• _Data items_:
--- START ---

//! Secret handles.
//!
//! The foundation stack writes the database connection string into a secret
//! store. Everything downstream sees only the handle, never the value.

use serde::{Deserialize, Serialize};

use crate::{Error, Result};

/// Opaque ARN-like reference to a stored secret.
#[derive(Debug, Clone, PartialEq, Eq, Hash, Serialize, Deserialize)]
#[serde(transparent)]
pub struct SecretHandle(String);

impl SecretHandle {
    pub fn parse(handle: impl Into<String>) -> Result<Self> {
        let handle = handle.into();
        if handle.trim().is_empty() {
            return Err(Error::InvalidInput("secret handle must not be empty".to_string()));
        }
        Ok(Self(handle))
    }

    pub fn as_str(&self) -> &str {
        &self.0
    }
}

impl std::fmt::Display for SecretHandle {
    fn fmt(&self, f: &mut std::fmt::Formatter<'_>) -> std::fmt::Result {
        f.write_str(&self.0)
    }
}

impl AsRef<str> for SecretHandle {
    fn as_ref(&self) -> &str {
        &self.0
    }
}
//! Listener rule listing.

use anyhow::{Context, Result};
use keel_core::backend::CloudBackend;
use keel_stacks::StackResolver;

use super::Workspace;

/// List the rules registered on a foundation's shared listener.
pub async fn list(workspace: &Workspace, foundation: &str) -> Result<()> {
    let contract = StackResolver::new(workspace.store.clone())
        .resolve_contract(foundation)
        .await
        .with_context(|| format!("Failed to resolve foundation {}", foundation))?;

    let mut rules = workspace.cloud.listener_rules(&contract.listener_id).await?;
    rules.sort_by_key(|r| (r.priority.is_none(), r.priority, r.stack.clone()));

    println!("Rules on {}:", contract.listener_id);
    if rules.is_empty() {
        println!("  (none)");
    }
    for rule in &rules {
        let priority = rule
            .priority
            .map(|p| p.to_string())
            .unwrap_or_else(|| "auto".to_string());
        println!("  {:>5}  {:<24} {}", priority, rule.stack, rule.condition);
    }
    Ok(())
}
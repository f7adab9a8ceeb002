use chrono::NaiveDate;
use rust_decimal::Decimal;
use serde::{Deserialize, Serialize};

use crate::domain::opportunity::{Opportunity, QualificationOutcome, RankedOpportunity};

/// How many prioritized opportunities are surfaced to the user. The full
/// ranked list stays on session state.
pub const TOP_PRESENTED: usize = 5;

const DEADLINE_POINTS: u8 = 30;
const VALUE_POINTS: u8 = 40;
const LOCATION_POINTS: u8 = 30;
const QUALIFICATION_THRESHOLD: u8 = 60;

#[derive(Clone, Debug, PartialEq, Serialize, Deserialize)]
pub struct QualificationCriteria {
    pub minimum_value: Decimal,
    pub preferred_locations: Vec<String>,
    pub minimum_days_remaining: i64,
}

impl Default for QualificationCriteria {
    fn default() -> Self {
        Self {
            minimum_value: Decimal::new(1_000_000, 0),
            preferred_locations: vec![
                "Delhi".to_owned(),
                "Mumbai".to_owned(),
                "Pune".to_owned(),
                "Ahmedabad".to_owned(),
            ],
            minimum_days_remaining: 7,
        }
    }
}

pub fn days_remaining(deadline: NaiveDate, today: NaiveDate) -> i64 {
    deadline.signed_duration_since(today).num_days()
}

/// Rule-based qualification. A deadline inside the minimum window disqualifies
/// outright; value and location still contribute to the score so the caller can
/// report how close the opportunity came.
pub fn qualify_opportunity(
    opportunity: &Opportunity,
    criteria: &QualificationCriteria,
    today: NaiveDate,
) -> QualificationOutcome {
    let days = days_remaining(opportunity.submission_deadline, today);
    let mut score: u8 = 0;
    let mut reasons = Vec::new();

    let deadline_disqualified = days < criteria.minimum_days_remaining;
    if deadline_disqualified {
        reasons.push(format!(
            "submission deadline is {days} days away, under the {} day minimum",
            criteria.minimum_days_remaining
        ));
    } else {
        score += DEADLINE_POINTS;
        reasons.push(format!("submission deadline is {days} days away"));
    }

    if opportunity.estimated_value >= criteria.minimum_value {
        score += VALUE_POINTS;
        reasons.push(format!(
            "estimated value {} meets the {} minimum",
            opportunity.estimated_value, criteria.minimum_value
        ));
    } else {
        reasons.push(format!(
            "estimated value {} is under the {} minimum",
            opportunity.estimated_value, criteria.minimum_value
        ));
    }

    let location = opportunity.location.trim();
    let location_preferred = criteria.preferred_locations.is_empty()
        || criteria.preferred_locations.iter().any(|preferred| {
            preferred.trim().eq_ignore_ascii_case(location)
        });
    if location_preferred {
        score += LOCATION_POINTS;
        reasons.push(format!("location {location} is in the preferred set"));
    } else {
        reasons.push(format!("location {location} is outside the preferred set"));
    }

    QualificationOutcome {
        qualified: !deadline_disqualified && score >= QUALIFICATION_THRESHOLD,
        score,
        reasons,
    }
}

/// Rank qualified-or-not opportunities by urgency-adjusted score. Sort is
/// stable, so ties keep their input order.
pub fn prioritize(
    evaluated: Vec<(Opportunity, QualificationOutcome)>,
    today: NaiveDate,
) -> Vec<RankedOpportunity> {
    let mut ranked: Vec<RankedOpportunity> = evaluated
        .into_iter()
        .map(|(opportunity, qualification)| {
            let days = days_remaining(opportunity.submission_deadline, today);
            let priority_score = i64::from(qualification.score) + (100 - days);
            RankedOpportunity { opportunity, qualification, days_remaining: days, priority_score }
        })
        .collect();

    ranked.sort_by(|a, b| b.priority_score.cmp(&a.priority_score));
    ranked
}
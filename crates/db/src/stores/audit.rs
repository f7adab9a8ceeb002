use async_trait::async_trait;
use sqlx::Row;

use tenderflow_core::audit::AuditEvent;
use tenderflow_core::domain::session::SessionId;

use crate::connection::DbPool;
use crate::stores::{AuditStore, StoreError};

#[derive(Clone)]
pub struct SqlAuditStore {
    pool: DbPool,
}

impl SqlAuditStore {
    pub fn new(pool: DbPool) -> Self {
        Self { pool }
    }
}

#[async_trait]
impl AuditStore for SqlAuditStore {
    async fn append(&self, event: &AuditEvent) -> Result<(), StoreError> {
        let document =
            serde_json::to_string(event).map_err(|err| StoreError::Decode(err.to_string()))?;

        sqlx::query(
            "INSERT INTO audit_event (event_id, session_id, event_type, document, occurred_at)
             VALUES (?1, ?2, ?3, ?4, ?5)",
        )
        .bind(&event.event_id)
        .bind(event.session_id.as_ref().map(|id| id.0.clone()))
        .bind(&event.event_type)
        .bind(document)
        .bind(event.occurred_at.to_rfc3339())
        .execute(&self.pool)
        .await?;

        Ok(())
    }

    async fn for_session(&self, session: &SessionId) -> Result<Vec<AuditEvent>, StoreError> {
        let rows = sqlx::query(
            "SELECT document FROM audit_event WHERE session_id = ?1 ORDER BY occurred_at, event_id",
        )
        .bind(&session.0)
        .fetch_all(&self.pool)
        .await?;

        rows.into_iter()
            .map(|row| {
                let document: String = row.try_get("document")?;
                serde_json::from_str(&document).map_err(|err| StoreError::Decode(err.to_string()))
            })
            .collect()
    }
}

#[cfg(test)]
mod tests {
    use tenderflow_core::audit::{AuditCategory, AuditEvent, AuditOutcome};
    use tenderflow_core::domain::session::SessionId;

    use crate::connection::connect;
    use crate::schema::ensure_schema;
    use crate::stores::{AuditStore, SqlAuditStore};

    async fn store() -> SqlAuditStore {
        let pool = connect("sqlite::memory:").await.expect("pool");
        ensure_schema(&pool).await.expect("schema");
        SqlAuditStore::new(pool)
    }

    fn event(session: &str, event_type: &str) -> AuditEvent {
        AuditEvent::new(
            Some(SessionId(session.to_owned())),
            "req-1",
            event_type,
            AuditCategory::Routing,
            "workflow-router",
            AuditOutcome::Success,
        )
        .with_metadata("from", "scanning")
    }

    #[tokio::test]
    async fn appended_events_come_back_for_their_session_only() {
        let store = store().await;

        store.append(&event("sess-1", "workflow.route_decided")).await.expect("append");
        store.append(&event("sess-1", "workflow.stage_completed")).await.expect("append");
        store.append(&event("sess-2", "workflow.route_decided")).await.expect("append");

        let events = store.for_session(&SessionId("sess-1".to_owned())).await.expect("query");
        assert_eq!(events.len(), 2);
        assert!(events
            .iter()
            .all(|event| event.session_id == Some(SessionId("sess-1".to_owned()))));
        assert_eq!(events[0].metadata.get("from").map(String::as_str), Some("scanning"));
    }

    #[tokio::test]
    async fn sessionless_events_are_kept_but_not_returned_per_session() {
        let store = store().await;

        let system_event = AuditEvent::new(
            None,
            "req-2",
            "system.startup",
            tenderflow_core::audit::AuditCategory::System,
            "server",
            tenderflow_core::audit::AuditOutcome::Success,
        );
        store.append(&system_event).await.expect("append");

        let events = store.for_session(&SessionId("sess-1".to_owned())).await.expect("query");
        assert!(events.is_empty());
    }
}
use crate::commands::CommandResult;
use tenderflow_core::config::{AppConfig, LoadOptions};
use tenderflow_db::{connect_with_settings, ensure_schema, SeedDataset};

pub fn run() -> CommandResult {
    let config = match AppConfig::load(LoadOptions::default()) {
        Ok(config) => config,
        Err(error) => {
            return CommandResult::failure(
                "seed",
                "config_validation",
                format!("configuration issue: {error}"),
                2,
            );
        }
    };

    let runtime = match tokio::runtime::Builder::new_current_thread().enable_all().build() {
        Ok(runtime) => runtime,
        Err(error) => {
            return CommandResult::failure(
                "seed",
                "runtime_init",
                format!("failed to initialize async runtime: {error}"),
                3,
            );
        }
    };

    let result = runtime.block_on(async {
        let pool = connect_with_settings(
            &config.database.url,
            config.database.max_connections,
            config.database.timeout_secs,
        )
        .await
        .map_err(|error| ("db_connectivity", error.to_string(), 4u8))?;

        ensure_schema(&pool).await.map_err(|error| ("schema", error.to_string(), 5u8))?;

        let seed_result = SeedDataset::load(&pool)
            .await
            .map_err(|error| ("seed_execution", error.to_string(), 5u8))?;

        let verification = SeedDataset::verify(&pool)
            .await
            .map_err(|error| ("seed_verification", error.to_string(), 6u8))?;

        let run_result: Result<SeedOutput, (&'static str, String, u8)> =
            if !verification.all_present {
                let failed_checks = verification
                    .checks
                    .iter()
                    .filter_map(|(check, passed)| (!passed).then_some(*check))
                    .collect::<Vec<_>>();
                let message = if failed_checks.is_empty() {
                    "Some seed data failed to load".to_string()
                } else {
                    format!("Seed verification failed for checks: {}", failed_checks.join(", "))
                };
                Err(("seed_verification", message, 6u8))
            } else {
                Ok(SeedOutput { opportunities: seed_result.opportunities_seeded })
            };

        pool.close().await;
        run_result
    });

    match result {
        Ok(output) => {
            let tender_lines: Vec<String> = output
                .opportunities
                .iter()
                .map(|info| format!("  - {}: {} ({})", info.opportunity_id, info.title, info.client))
                .collect();
            let message = format!(
                "demo tender dataset loaded and verified:\n{}",
                tender_lines.join("\n")
            );
            CommandResult::success("seed", message)
        }
        Err((error_class, message, exit_code)) => {
            CommandResult::failure("seed", error_class, message, exit_code)
        }
    }
}

struct SeedOutput {
    opportunities: Vec<tenderflow_db::OpportunitySeedInfo>,
}

#[cfg(test)]
mod tests {
    #[test]
    fn verification_error_message_targets_failed_checks() {
        let checks = [
            ("opportunity-metro", true),
            ("opportunity-smartcity", false),
            ("catalog-products", false),
        ];

        let failed_checks = checks
            .iter()
            .filter_map(|(check, passed)| (!passed).then_some(*check))
            .collect::<Vec<_>>();

        let message = if failed_checks.is_empty() {
            "Some seed data failed to load".to_string()
        } else {
            format!("Seed verification failed for checks: {}", failed_checks.join(", "))
        };

        assert_eq!(
            message,
            "Seed verification failed for checks: opportunity-smartcity, catalog-products"
        );
    }

    #[test]
    fn verification_error_message_falls_back_to_generic_when_no_labels() {
        let checks = [("opportunity-metro", true), ("test-prices", true)];

        let failed_checks = checks
            .iter()
            .filter_map(|(check, passed)| (!passed).then_some(*check))
            .collect::<Vec<_>>();
        let message = if failed_checks.is_empty() {
            "Some seed data failed to load".to_string()
        } else {
            format!("Seed verification failed for checks: {}", failed_checks.join(", "))
        };

        assert_eq!(message, "Some seed data failed to load");
    }
}
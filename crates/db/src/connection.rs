use std::time::Duration;

use sqlx::sqlite::SqlitePoolOptions;
use tenderflow_core::config::DatabaseConfig;

pub type DbPool = sqlx::SqlitePool;

pub async fn connect(database_url: &str) -> Result<DbPool, sqlx::Error> {
    connect_with_settings(database_url, 5, 30).await
}

pub async fn connect_from_config(config: &DatabaseConfig) -> Result<DbPool, sqlx::Error> {
    connect_with_settings(&config.url, config.max_connections, config.timeout_secs).await
}

pub async fn connect_with_settings(
    database_url: &str,
    max_connections: u32,
    timeout_secs: u64,
) -> Result<DbPool, sqlx::Error> {
    SqlitePoolOptions::new()
        .max_connections(max_connections.max(1))
        .acquire_timeout(Duration::from_secs(timeout_secs.max(1)))
        .after_connect(|conn, _meta| {
            Box::pin(async move {
                sqlx::query("PRAGMA foreign_keys = ON").execute(&mut *conn).await?;
                sqlx::query("PRAGMA journal_mode = WAL").execute(&mut *conn).await?;
                sqlx::query("PRAGMA busy_timeout = 5000").execute(&mut *conn).await?;
                Ok(())
            })
        })
        .connect(database_url)
        .await
}
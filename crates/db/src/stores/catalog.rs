use std::collections::BTreeMap;
use std::str::FromStr;

use async_trait::async_trait;
use rust_decimal::Decimal;
use sqlx::Row;

use tenderflow_core::domain::product::{Product, ProductAttributes, ProductId};

use crate::connection::DbPool;
use crate::stores::{CatalogStore, StoreError};

#[derive(Clone)]
pub struct SqlCatalogStore {
    pool: DbPool,
}

impl SqlCatalogStore {
    pub fn new(pool: DbPool) -> Self {
        Self { pool }
    }
}

fn parse_money(raw: &str, column: &str) -> Result<Decimal, StoreError> {
    Decimal::from_str(raw)
        .map_err(|err| StoreError::Decode(format!("{column} '{raw}' is not a decimal: {err}")))
}

#[async_trait]
impl CatalogStore for SqlCatalogStore {
    async fn list_products(&self) -> Result<Vec<Product>, StoreError> {
        let rows =
            sqlx::query("SELECT id, name, price_per_km, attributes FROM product ORDER BY id")
                .fetch_all(&self.pool)
                .await?;

        rows.into_iter()
            .map(|row| {
                let id: String = row.try_get("id")?;
                let name: String = row.try_get("name")?;
                let price_raw: String = row.try_get("price_per_km")?;
                let attributes_raw: String = row.try_get("attributes")?;

                let attributes: ProductAttributes = serde_json::from_str(&attributes_raw)
                    .map_err(|err| StoreError::Decode(err.to_string()))?;

                Ok(Product {
                    id: ProductId(id),
                    name,
                    price_per_km: parse_money(&price_raw, "price_per_km")?,
                    attributes,
                })
            })
            .collect()
    }

    async fn save_product(&self, product: &Product) -> Result<(), StoreError> {
        let attributes = serde_json::to_string(&product.attributes)
            .map_err(|err| StoreError::Decode(err.to_string()))?;

        sqlx::query(
            "INSERT INTO product (id, name, price_per_km, attributes)
             VALUES (?1, ?2, ?3, ?4)
             ON CONFLICT (id) DO UPDATE SET
                 name = excluded.name,
                 price_per_km = excluded.price_per_km,
                 attributes = excluded.attributes",
        )
        .bind(&product.id.0)
        .bind(&product.name)
        .bind(product.price_per_km.to_string())
        .bind(attributes)
        .execute(&self.pool)
        .await?;

        Ok(())
    }

    async fn test_price_table(&self) -> Result<BTreeMap<String, Decimal>, StoreError> {
        let rows = sqlx::query("SELECT name, price FROM test_price")
            .fetch_all(&self.pool)
            .await?;

        let mut table = BTreeMap::new();
        for row in rows {
            let name: String = row.try_get("name")?;
            let price_raw: String = row.try_get("price")?;
            table.insert(name, parse_money(&price_raw, "price")?);
        }
        Ok(table)
    }

    async fn save_test_price(&self, test_name: &str, price: Decimal) -> Result<(), StoreError> {
        sqlx::query(
            "INSERT INTO test_price (name, price)
             VALUES (?1, ?2)
             ON CONFLICT (name) DO UPDATE SET price = excluded.price",
        )
        .bind(test_name)
        .bind(price.to_string())
        .execute(&self.pool)
        .await?;

        Ok(())
    }
}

--- END ---

• _Try it_: What belongs in the answer is each line of the data that has the word "LoadOptions".

• _Completed task_:
use tenderflow_core::config::{AppConfig, LoadOptions};
    let config = match AppConfig::load(LoadOptions::default()) {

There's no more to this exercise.